La idea central que signó filosóficamente la reestructuración de la deuda fue que si los inversores aceptaron comprar bonos argentinos con tasas de interés cada vez más altas, era porque estaban asumiendo mayores riesgos. El default en que incurrió Argentina a fines de 2001 mostró entonces que las pérdidas debían ser compartidas, y que así como Argentina tuvo que atravesar una crisis de cuatro años en la que perdió 25% de su PIB, los inversores debían aceptar pérdidas por las riesgosas inversiones que habían realizado.

Este principio se aplicó en un escenario signado por un cambio de enfoque en Washington a partir del regreso del Partido Republicano a la Casa Blanca, que introdujo la idea de que los paquetes financieros de ayuda no acudían siempre en rescate de los países en problemas, sino de los inversores que habían realizado inversiones equivocadas. El antecedente era la crisis mexicana de 1994-1995, en la que el Congreso estadounidense intervino aprobando un apoyo financiero superior a los 20.000 millones de dólares. ¿A quién había ayudado ese paquete financiero? ¿A México o a los fondos de inversión estadounidenses que, con esa ayuda, pudieron cobrar sus papeles y salir indemnes de la crisis?

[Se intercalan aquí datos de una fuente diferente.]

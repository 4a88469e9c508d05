//! Tumor-type alias matching.
//!
//! Upstream sources spell the same tumor many ways (`NSCLC`,
//! `Non-Small Cell Lung Cancer`, `Lung Adenocarcinoma`). All matching in
//! the pipeline goes through this table so a single canonical token set
//! governs every source.

use std::collections::HashMap;

/// Abbreviation → family of lowercase full names.
fn build_alias_table() -> HashMap<&'static str, Vec<&'static str>> {
    let mut m = HashMap::new();
    m.insert("nsclc", vec![
        "non-small cell lung", "non small cell lung", "nsclc",
        "lung adenocarcinoma", "lung squamous", "lung cancer", "lung carcinoma",
    ]);
    m.insert("sclc", vec!["small cell lung", "sclc"]);
    m.insert("crc", vec![
        "colorectal", "colon", "rectal", "crc", "colorectal adenocarcinoma",
    ]);
    m.insert("gist", vec!["gastrointestinal stromal", "gist"]);
    m.insert("melanoma", vec!["melanoma", "cutaneous melanoma", "skin cancer"]);
    m.insert("pancreatic", vec![
        "pancreatic", "pancreas", "pancreatic adenocarcinoma", "pdac",
    ]);
    m.insert("breast", vec!["breast", "breast carcinoma", "mammary"]);
    m.insert("ovarian", vec!["ovarian", "ovary", "fallopian tube"]);
    m.insert("prostate", vec!["prostate", "prostatic"]);
    m.insert("renal", vec![
        "renal", "kidney", "renal cell", "clear cell renal", "ccrcc", "rcc",
    ]);
    m.insert("bladder", vec!["bladder", "urothelial"]);
    m.insert("gastric", vec!["gastric", "stomach", "gastroesophageal"]);
    m.insert("endometrial", vec!["endometrial", "endometrium", "uterine"]);
    m.insert("thyroid", vec!["thyroid", "papillary thyroid", "anaplastic thyroid"]);
    m.insert("glioma", vec![
        "glioma", "glioblastoma", "gbm", "astrocytoma", "oligodendroglioma",
    ]);
    m.insert("aml", vec!["acute myeloid leukemia", "aml"]);
    m.insert("cml", vec!["chronic myeloid leukemia", "cml"]);
    m.insert("cll", vec!["chronic lymphocytic leukemia", "cll"]);
    m.insert("mds", vec!["myelodysplastic", "mds"]);
    m.insert("mastocytosis", vec!["mastocytosis", "systemic mastocytosis"]);
    m.insert("cholangiocarcinoma", vec!["cholangiocarcinoma", "bile duct", "biliary"]);
    m.insert("hcc", vec!["hepatocellular", "liver cancer", "hcc"]);
    m.insert("hnscc", vec!["head and neck", "hnscc"]);
    m.insert("cervical", vec!["cervical", "cervix"]);
    m.insert("esophageal", vec!["esophageal", "oesophageal", "esophagus"]);
    m
}

/// Centralized tumor matcher shared read-only for the process lifetime.
pub struct TumorMatcher {
    aliases: HashMap<&'static str, Vec<&'static str>>,
}

impl TumorMatcher {
    pub fn new() -> Self {
        Self { aliases: build_alias_table() }
    }

    /// Collapse a free-text tumor description to its canonical token, if
    /// any alias family recognizes it.
    pub fn canonical(&self, tumor: &str) -> Option<&'static str> {
        let t = tumor.trim().to_lowercase();
        if t.is_empty() {
            return None;
        }
        for (abbrev, names) in &self.aliases {
            if t == *abbrev || names.iter().any(|n| t.contains(n) || n.contains(t.as_str())) {
                return Some(abbrev);
            }
        }
        None
    }

    /// Flexible match between the patient's tumor type and a disease
    /// string from an upstream source. Substring containment either way,
    /// then alias-family overlap.
    pub fn matches(&self, tumor_type: Option<&str>, disease: Option<&str>) -> bool {
        let (Some(tumor), Some(disease)) = (tumor_type, disease) else {
            return false;
        };
        let tumor_lower = tumor.trim().to_lowercase();
        let disease_lower = disease.trim().to_lowercase();
        if tumor_lower.is_empty() || disease_lower.is_empty() {
            return false;
        }

        if disease_lower.contains(&tumor_lower) || tumor_lower.contains(&disease_lower) {
            return true;
        }

        for (abbrev, names) in &self.aliases {
            let tumor_in_family =
                tumor_lower == *abbrev || names.iter().any(|n| tumor_lower.contains(n));
            if tumor_in_family {
                if disease_lower == *abbrev || names.iter().any(|n| disease_lower.contains(n)) {
                    return true;
                }
            }
        }
        false
    }
}

impl Default for TumorMatcher {
    fn default() -> Self {
        Self::new()
    }
}

#[cfg(test)]
mod tests {
    use super::*;

    fn m() -> TumorMatcher {
        TumorMatcher::new()
    }

    #[test]
    fn test_nsclc_aliases_collapse() {
        let m = m();
        assert!(m.matches(Some("NSCLC"), Some("Non-Small Cell Lung Cancer")));
        assert!(m.matches(Some("NSCLC"), Some("Lung Adenocarcinoma")));
        assert!(m.matches(Some("Lung Adenocarcinoma"), Some("nsclc")));
    }

    #[test]
    fn test_substring_match() {
        let m = m();
        assert!(m.matches(Some("Melanoma"), Some("Cutaneous Melanoma of the Skin")));
    }

    #[test]
    fn test_unrelated_tumors_do_not_match() {
        let m = m();
        assert!(!m.matches(Some("GIST"), Some("Systemic Mastocytosis")));
        assert!(!m.matches(Some("Pancreatic Cancer"), Some("Melanoma")));
    }

    #[test]
    fn test_missing_sides() {
        let m = m();
        assert!(!m.matches(None, Some("Melanoma")));
        assert!(!m.matches(Some("Melanoma"), None));
        assert!(!m.matches(Some(""), Some("Melanoma")));
    }

    #[test]
    fn test_canonical_token() {
        let m = m();
        assert_eq!(m.canonical("Pancreatic Adenocarcinoma"), Some("pancreatic"));
        assert_eq!(m.canonical("clear cell renal carcinoma"), Some("renal"));
        assert_eq!(m.canonical("unknown primary"), None);
    }
}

La idea de que los tenedores de bonos debían asumir pérdidas tenía entonces cierto respaldo en el escenario político internacional. Pero Argentina fue bastante más allá de lo que el contexto le mostraba como viable. En septiembre de 2004 formuló una propuesta de reestructuración que consistía en un canje de bonos en default por nuevos títulos que incorporaban una quita próxima a 75%. Asimismo, se establecía una proyección en la que los servicios de deuda no superarían el 3% del PIB, bastante por debajo del promedio histórico y de lo sugerido por organismos internacionales. En 2005 se efectivizó el canje y 76% de los tenedores aceptó las nuevas condiciones.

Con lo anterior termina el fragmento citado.